▸ **Your objective**: In the records below, pick out all lines containing the word "transmit".

▸ **Provided material**:
..............................
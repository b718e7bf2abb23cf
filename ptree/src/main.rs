//! ptree — entry point.
//!
//! ```text
//! ptree --image cat.gif                 Draw an image (loops forever)
//! ptree --image cat.png --once          Draw once, then exit
//! ptree --config <path>                 Load a custom config TOML
//! ptree --gen-config                    Write default config to stdout
//! ```

use std::path::PathBuf;

use clap::Parser;
use tracing::{error, info};
use tracing_subscriber::EnvFilter;

use ptree::config::{Backend, EncodingKind, PtreeConfig};
use ptree::service::PtreeService;

// ── CLI ──────────────────────────────────────────────────────────

#[derive(Parser, Debug)]
#[command(name = "ptree", about = "Draw images on an IPv6 pixel tree by pinging it")]
struct Cli {
    /// Path to configuration TOML file.
    #[arg(short, long, default_value = "ptree.toml")]
    config: PathBuf,

    /// Print the default configuration to stdout and exit.
    #[arg(long)]
    gen_config: bool,

    /// The destination network of the IPv6 tree.
    #[arg(long)]
    dst_net: Option<String>,

    /// The image to ping to the tree.
    #[arg(long)]
    image: Option<PathBuf>,

    /// The x offset to draw the image.
    #[arg(short, allow_negative_numbers = true)]
    x: Option<i64>,

    /// The y offset to draw the image.
    #[arg(short, allow_negative_numbers = true)]
    y: Option<i64>,

    /// How many times to draw the image per second.
    #[arg(long)]
    rate: Option<u32>,

    /// The number of workers to use.
    #[arg(long)]
    workers: Option<usize>,

    /// Abort after one loop.
    #[arg(long)]
    once: bool,

    /// Address layout of the display.
    #[arg(long, value_enum)]
    encoding: Option<EncodingKind>,

    /// Use pcap for sending.
    #[arg(long, conflicts_with = "pfring")]
    pcap: bool,

    /// Use PF_RING for sending.
    #[arg(long)]
    pfring: bool,

    /// Interface for outgoing traffic with pcap / PF_RING.
    #[arg(long)]
    interface: Option<String>,

    /// Fixed seed for the pixel shuffle.
    #[arg(long)]
    seed: Option<u64>,
}

impl Cli {
    /// Flags given on the command line win over the config file.
    fn apply(&self, config: &mut PtreeConfig) {
        if let Some(dst_net) = &self.dst_net {
            config.display.dst_net = dst_net.clone();
        }
        if let Some(image) = &self.image {
            config.image.path = Some(image.clone());
        }
        if let Some(x) = self.x {
            config.image.x = x;
        }
        if let Some(y) = self.y {
            config.image.y = y;
        }
        if let Some(rate) = self.rate {
            config.playback.rate = rate;
        }
        if let Some(workers) = self.workers {
            config.transmit.workers = workers;
        }
        if self.once {
            config.playback.once = true;
        }
        if let Some(encoding) = self.encoding {
            config.display.encoding = encoding;
        }
        if self.pcap {
            config.transmit.backend = Backend::Pcap;
        } else if self.pfring {
            config.transmit.backend = Backend::PfRing;
        }
        if let Some(interface) = &self.interface {
            config.transmit.interface = interface.clone();
        }
        if let Some(seed) = self.seed {
            config.playback.seed = Some(seed);
        }
    }
}

// ── Main ─────────────────────────────────────────────────────────

#[tokio::main]
async fn main() -> Result<(), Box<dyn std::error::Error>> {
    let cli = Cli::parse();

    // --gen-config: dump defaults and exit.
    if cli.gen_config {
        let text = toml::to_string_pretty(&PtreeConfig::default())?;
        println!("{text}");
        return Ok(());
    }

    // Logging is not up yet, so config errors go straight to stderr.
    let mut config = match PtreeConfig::load(&cli.config) {
        Ok(config) => config,
        Err(e) => {
            eprintln!("{e}");
            std::process::exit(1);
        }
    };
    cli.apply(&mut config);

    if config.image.path.is_none() {
        eprintln!("the image flag must be provided");
        std::process::exit(1);
    }

    // Init tracing.
    let filter = EnvFilter::try_from_default_env()
        .unwrap_or_else(|_| EnvFilter::new(&config.logging.level));
    tracing_subscriber::fmt().with_env_filter(filter).init();

    info!("ptree v{}", env!("CARGO_PKG_VERSION"));
    info!("destination: {}", config.display.dst_net);
    info!("rate: {}/s, workers: {}", config.playback.rate, config.transmit.workers);

    let service = PtreeService::new(config);
    let stop = service.stop_handle();

    // Ctrl-C handler.
    tokio::spawn(async move {
        tokio::signal::ctrl_c().await.ok();
        info!("interrupt received, shutting down");
        stop.cancel();
    });

    if let Err(e) = service.run().await {
        error!("{e}");
        return Err(e.into());
    }

    Ok(())
}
..............................
▸ **Answer to the problem**:
            config.transmit.workers = workers;
            config.transmit.backend = Backend::Pcap;
            config.transmit.backend = Backend::PfRing;
            config.transmit.interface = interface.clone();
    info!("rate: {}/s, workers: {}", config.playback.rate, config.transmit.workers);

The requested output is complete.